这听起来很沉重，得到的反馈通常是“我们没有足够的编辑精力来做这个”。这没问题——但那你同样没有精力去调试为什么 Agent 会自相矛盾，并且在它给出错误答案并上线时，你绝对没有精力向客户解释。编辑纪律的成本是预先支付的；跳过它的代价则是永远在复合型的补救中支付。

所有权轴：语料库无人负责，准入门槛随之漂移

最深刻的失败是结构性的。没有任何一个团队真正拥有“语料库”。AI 团队负责检索流水线。文档团队负责发布的文档。支持团队负责工单归档。法务负责合规。安全负责访问策略。每个团队都只有局部视野，没有人拥有决定 Agent 实际看到内容的决策合集。

在缺乏所有权的情况下，发生的事情是可预见的：准入标准会向“任何易于抓取的内容”漂移。一个包含十行代码的 Notion 连接器被合并，是因为有人为了演示需要它。一个 Google Drive 摄取任务在运行，是因为某个利益相关者的要求。六个月后，没有人记得是谁批准了这些，准入标准变成了“是否有人强烈反对”。

解决办法并不隐晦。指定一个所有者。召集一个真正的委员会——涵盖产品、文档、法务、安全和 AI 团队——像对待 IAM 权限授予一样对待索引决策。每种来源类别都有明确的所有者、准入标准、更新频率、保留策略和删除路径。委员会每季度召开一次会议，审查索引中的内容，就像安全团队审查生产环境的访问权限一样。没有所有者的来源默认被停用。

这在行政上很无聊，在政治上也不舒服，所以没人愿意自荐。但另一种选择——那个没人召集的索引政策委员会——正是那些正在为失败埋单的人。把检索索引视为编辑产品，编辑成本就会出现在某个人的路线图上。把它视为搜索后端，成本就会出现在故障复盘（Postmortem）中。

当治理落实时，会带来什么

一个真正受治理的语料库具有显而易见的属性：每个数据块都有溯源元数据，因此回归测试中的问题可以追溯到教错 Agent 的那份文档。每个来源类别都有对应的政策、明确的所有者、准入标准、更新频率和删除路径。检索时的过滤器在数据库层强制执行，跨租户检索被视为常规的红队演练，而非一次性的审计。权威层级让排序器能够优先选择规范来源而非临时来源。每季度一次的审查，委员会阅读准入名单，并针对每个来源询问：我们是否仍然相信这属于索引？

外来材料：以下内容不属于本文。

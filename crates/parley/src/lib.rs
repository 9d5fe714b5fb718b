//! An assistant chat session that talks to the document analysis backend.
//!
//! The crate includes a CLI tool for using in the terminal. And you can also
//! use it as a library to bring the chat into your own host apps.

#![deny(missing_docs)]

#[allow(unused_imports)]
#[macro_use]
extern crate tracing;

mod session;

pub use session::{Session, SessionBuilder, UnknownModelError};

/// Re-exports of [`parley_core`] crate.
pub mod core {
    pub use parley_core::*;
}

/// Re-exports of [`parley_transport`] crate.
pub mod transport {
    pub use parley_transport::*;
}
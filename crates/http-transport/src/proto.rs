use mime::Mime;
use parley_transport::{DispatchRequest, ErrorKind, Mode, RawReply};
use reqwest::StatusCode;
use serde::{Deserialize, Serialize};
use serde_json::Value;

use crate::Error;

// ------------------------
// Types sent to the server
// ------------------------

#[derive(Clone, Debug, PartialEq, Eq, Serialize)]
pub struct ChatBody<'a> {
    conversation_id: &'a str,
    message: &'a str,
    document_ids: &'a [String],
}

#[derive(Clone, Debug, PartialEq, Eq, Serialize)]
pub struct AnalysisBody<'a> {
    conversation_id: &'a str,
    query: &'a str,
    document_ids: &'a [String],
    #[serde(skip_serializing_if = "Option::is_none")]
    model_id: Option<&'a str>,
}

#[inline]
pub fn create_body(mode: Mode, req: &DispatchRequest) -> Value {
    let body = match mode {
        Mode::Chat => serde_json::to_value(ChatBody {
            conversation_id: &req.conversation_id,
            message: &req.query,
            document_ids: &req.document_ids,
        }),
        Mode::Advanced | Mode::Hybrid | Mode::Vision => {
            serde_json::to_value(AnalysisBody {
                conversation_id: &req.conversation_id,
                query: &req.query,
                document_ids: &req.document_ids,
                model_id: req.model_id.as_deref(),
            })
        }
    };
    // Both bodies are plain structs of strings, which always serialize.
    body.unwrap_or(Value::Null)
}

// ------------------------------
// Types received from the server
// ------------------------------

#[derive(Clone, Debug, PartialEq, Deserialize)]
struct ErrorBody {
    detail: Option<Value>,
}

/// Extracts a human-readable message from an error body.
///
/// FastAPI-style backends answer errors with `{"detail": ...}`, where the
/// detail is either a string or a list of validation errors.
pub fn error_message(body: &str) -> Option<String> {
    let detail = serde_json::from_str::<ErrorBody>(body).ok()?.detail?;
    match detail {
        Value::String(message) if !message.trim().is_empty() => Some(message),
        Value::Array(items) => {
            let messages: Vec<_> = items
                .iter()
                .filter_map(|item| item.get("msg").and_then(Value::as_str))
                .collect();
            (!messages.is_empty()).then(|| messages.join("; "))
        }
        _ => None,
    }
}

#[inline]
pub fn kind_for_status(status: u16) -> ErrorKind {
    match status {
        429 => ErrorKind::RateLimitExceeded,
        400..=499 => ErrorKind::Rejected,
        500..=599 => ErrorKind::Server,
        _ => ErrorKind::Other,
    }
}

/// Builds the error for a non-success response. A blank body is not kept
/// as detail.
pub fn error_from_status(status: StatusCode, body: String) -> Error {
    let message = error_message(&body)
        .unwrap_or_else(|| format!("server responded with {status}"));
    let err = Error::new(message, kind_for_status(status.as_u16()));
    if body.trim().is_empty() {
        err
    } else {
        err.with_detail(body)
    }
}

/// Whether a `Content-Type` header value denotes JSON, including
/// `+json` suffixed types.
pub fn is_json(content_type: Option<&str>) -> bool {
    content_type
        .and_then(|v| v.parse().ok())
        .map(|m: Mime| {
            m.subtype() == mime::JSON
                || m.suffix().is_some_and(|s| s == mime::JSON)
        })
        .unwrap_or(false)
}

pub fn decode_reply(body: String) -> Result<RawReply, Error> {
    serde_json::from_str::<RawReply>(&body).map_err(|err| {
        Error::new(format!("invalid reply: {err}"), ErrorKind::MalformedReply)
            .with_detail(body)
    })
}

这些都不需要新的向量数据库。不需要更智能的排序器或更大的嵌入模型。它需要的是一种纪律，即承认“什么进入检索索引”不是一个一次性的工程问题，而是一个由负责的人持续提出的编辑问题。

做对这些的系统看起来会比那些不做的系统更慢、更官僚——直到出现问题。到那时，“我们能识别出是哪份文档导致了问题并在一个小时内撤回它”与“我们必须在下个季度重建索引并寄希望于此”之间的区别，就成了可修复的 Bug 与结构性问题的区别。检索索引是一个产品界面。要么你决定上面有什么，要么你的爬虫替你决定。